- WORK ITEM
Since the data must remain as supplied, reproduce it word for word.
··· DATA FOR THIS TASK
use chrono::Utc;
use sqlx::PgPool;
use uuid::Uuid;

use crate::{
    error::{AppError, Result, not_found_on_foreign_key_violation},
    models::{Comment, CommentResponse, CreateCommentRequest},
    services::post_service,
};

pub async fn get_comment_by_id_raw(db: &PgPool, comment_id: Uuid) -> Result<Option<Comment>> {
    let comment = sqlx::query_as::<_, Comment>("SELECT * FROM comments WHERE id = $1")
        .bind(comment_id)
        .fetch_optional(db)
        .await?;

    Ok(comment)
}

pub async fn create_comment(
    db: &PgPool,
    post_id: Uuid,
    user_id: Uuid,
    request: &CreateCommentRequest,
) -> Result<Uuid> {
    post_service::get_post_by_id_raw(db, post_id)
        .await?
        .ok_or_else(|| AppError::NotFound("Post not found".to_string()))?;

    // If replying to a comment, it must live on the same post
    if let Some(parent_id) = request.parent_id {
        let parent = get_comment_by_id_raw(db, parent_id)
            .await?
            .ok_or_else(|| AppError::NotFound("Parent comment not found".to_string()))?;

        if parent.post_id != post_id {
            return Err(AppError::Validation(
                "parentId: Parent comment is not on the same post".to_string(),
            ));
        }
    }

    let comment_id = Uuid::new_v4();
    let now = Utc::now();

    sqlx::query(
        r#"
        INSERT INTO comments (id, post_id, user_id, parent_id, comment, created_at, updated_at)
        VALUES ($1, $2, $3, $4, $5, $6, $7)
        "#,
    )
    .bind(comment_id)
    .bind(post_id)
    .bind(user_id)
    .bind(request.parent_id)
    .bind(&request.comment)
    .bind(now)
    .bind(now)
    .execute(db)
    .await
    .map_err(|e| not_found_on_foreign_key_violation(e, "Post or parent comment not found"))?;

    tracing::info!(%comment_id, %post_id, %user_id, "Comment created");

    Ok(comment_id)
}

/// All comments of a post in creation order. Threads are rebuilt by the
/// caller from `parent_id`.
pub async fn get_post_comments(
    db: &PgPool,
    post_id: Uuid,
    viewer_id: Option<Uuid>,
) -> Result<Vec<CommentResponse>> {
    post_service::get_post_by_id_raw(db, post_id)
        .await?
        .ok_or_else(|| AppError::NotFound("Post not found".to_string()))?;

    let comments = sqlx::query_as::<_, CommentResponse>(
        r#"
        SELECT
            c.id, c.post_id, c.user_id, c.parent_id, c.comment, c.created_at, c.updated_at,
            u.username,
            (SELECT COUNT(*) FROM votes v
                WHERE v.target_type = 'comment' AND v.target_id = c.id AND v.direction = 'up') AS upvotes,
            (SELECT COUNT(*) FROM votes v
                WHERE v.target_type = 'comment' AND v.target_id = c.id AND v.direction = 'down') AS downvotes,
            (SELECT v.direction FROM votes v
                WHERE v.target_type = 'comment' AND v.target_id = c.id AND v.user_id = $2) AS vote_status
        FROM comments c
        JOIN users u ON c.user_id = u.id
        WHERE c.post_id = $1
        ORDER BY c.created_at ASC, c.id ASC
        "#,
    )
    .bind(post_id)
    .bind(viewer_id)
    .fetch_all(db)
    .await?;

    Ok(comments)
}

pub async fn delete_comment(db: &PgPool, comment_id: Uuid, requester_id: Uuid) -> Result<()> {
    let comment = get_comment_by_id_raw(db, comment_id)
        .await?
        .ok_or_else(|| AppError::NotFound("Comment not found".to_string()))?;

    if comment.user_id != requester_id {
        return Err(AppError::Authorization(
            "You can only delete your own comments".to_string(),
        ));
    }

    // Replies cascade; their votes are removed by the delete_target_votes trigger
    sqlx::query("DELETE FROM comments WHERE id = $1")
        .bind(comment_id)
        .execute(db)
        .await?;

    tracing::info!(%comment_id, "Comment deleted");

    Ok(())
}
······
- ANSWER FOR THIS EXERCISE
use chrono::Utc;
use sqlx::PgPool;
use uuid::Uuid;

use crate::{
    error::{AppError, Result, not_found_on_foreign_key_violation},
    models::{Comment, CommentResponse, CreateCommentRequest},
    services::post_service,
};

pub async fn get_comment_by_id_raw(db: &PgPool, comment_id: Uuid) -> Result<Option<Comment>> {
    let comment = sqlx::query_as::<_, Comment>("SELECT * FROM comments WHERE id = $1")
        .bind(comment_id)
        .fetch_optional(db)
        .await?;

    Ok(comment)
}

pub async fn create_comment(
    db: &PgPool,
    post_id: Uuid,
    user_id: Uuid,
    request: &CreateCommentRequest,
) -> Result<Uuid> {
    post_service::get_post_by_id_raw(db, post_id)
        .await?
        .ok_or_else(|| AppError::NotFound("Post not found".to_string()))?;

    // If replying to a comment, it must live on the same post
    if let Some(parent_id) = request.parent_id {
        let parent = get_comment_by_id_raw(db, parent_id)
            .await?
            .ok_or_else(|| AppError::NotFound("Parent comment not found".to_string()))?;

        if parent.post_id != post_id {
            return Err(AppError::Validation(
                "parentId: Parent comment is not on the same post".to_string(),
            ));
        }
    }

    let comment_id = Uuid::new_v4();
    let now = Utc::now();

    sqlx::query(
        r#"
        INSERT INTO comments (id, post_id, user_id, parent_id, comment, created_at, updated_at)
        VALUES ($1, $2, $3, $4, $5, $6, $7)
        "#,
    )
    .bind(comment_id)
    .bind(post_id)
    .bind(user_id)
    .bind(request.parent_id)
    .bind(&request.comment)
    .bind(now)
    .bind(now)
    .execute(db)
    .await
    .map_err(|e| not_found_on_foreign_key_violation(e, "Post or parent comment not found"))?;

    tracing::info!(%comment_id, %post_id, %user_id, "Comment created");

    Ok(comment_id)
}

/// All comments of a post in creation order. Threads are rebuilt by the
/// caller from `parent_id`.
pub async fn get_post_comments(
    db: &PgPool,
    post_id: Uuid,
    viewer_id: Option<Uuid>,
) -> Result<Vec<CommentResponse>> {
    post_service::get_post_by_id_raw(db, post_id)
        .await?
        .ok_or_else(|| AppError::NotFound("Post not found".to_string()))?;

    let comments = sqlx::query_as::<_, CommentResponse>(
        r#"
        SELECT
            c.id, c.post_id, c.user_id, c.parent_id, c.comment, c.created_at, c.updated_at,
            u.username,
            (SELECT COUNT(*) FROM votes v
                WHERE v.target_type = 'comment' AND v.target_id = c.id AND v.direction = 'up') AS upvotes,
            (SELECT COUNT(*) FROM votes v
                WHERE v.target_type = 'comment' AND v.target_id = c.id AND v.direction = 'down') AS downvotes,
            (SELECT v.direction FROM votes v
                WHERE v.target_type = 'comment' AND v.target_id = c.id AND v.user_id = $2) AS vote_status
        FROM comments c
        JOIN users u ON c.user_id = u.id
        WHERE c.post_id = $1
        ORDER BY c.created_at ASC, c.id ASC
        "#,
    )
    .bind(post_id)
    .bind(viewer_id)
    .fetch_all(db)
    .await?;

    Ok(comments)
}

pub async fn delete_comment(db: &PgPool, comment_id: Uuid, requester_id: Uuid) -> Result<()> {
    let comment = get_comment_by_id_raw(db, comment_id)
        .await?
        .ok_or_else(|| AppError::NotFound("Comment not found".to_string()))?;

    if comment.user_id != requester_id {
        return Err(AppError::Authorization(
            "You can only delete your own comments".to_string(),
        ));
    }

    // Replies cascade; their votes are removed by the delete_target_votes trigger
    sqlx::query("DELETE FROM comments WHERE id = $1")
        .bind(comment_id)
        .execute(db)
        .await?;

    tracing::info!(%comment_id, "Comment deleted");

    Ok(())
}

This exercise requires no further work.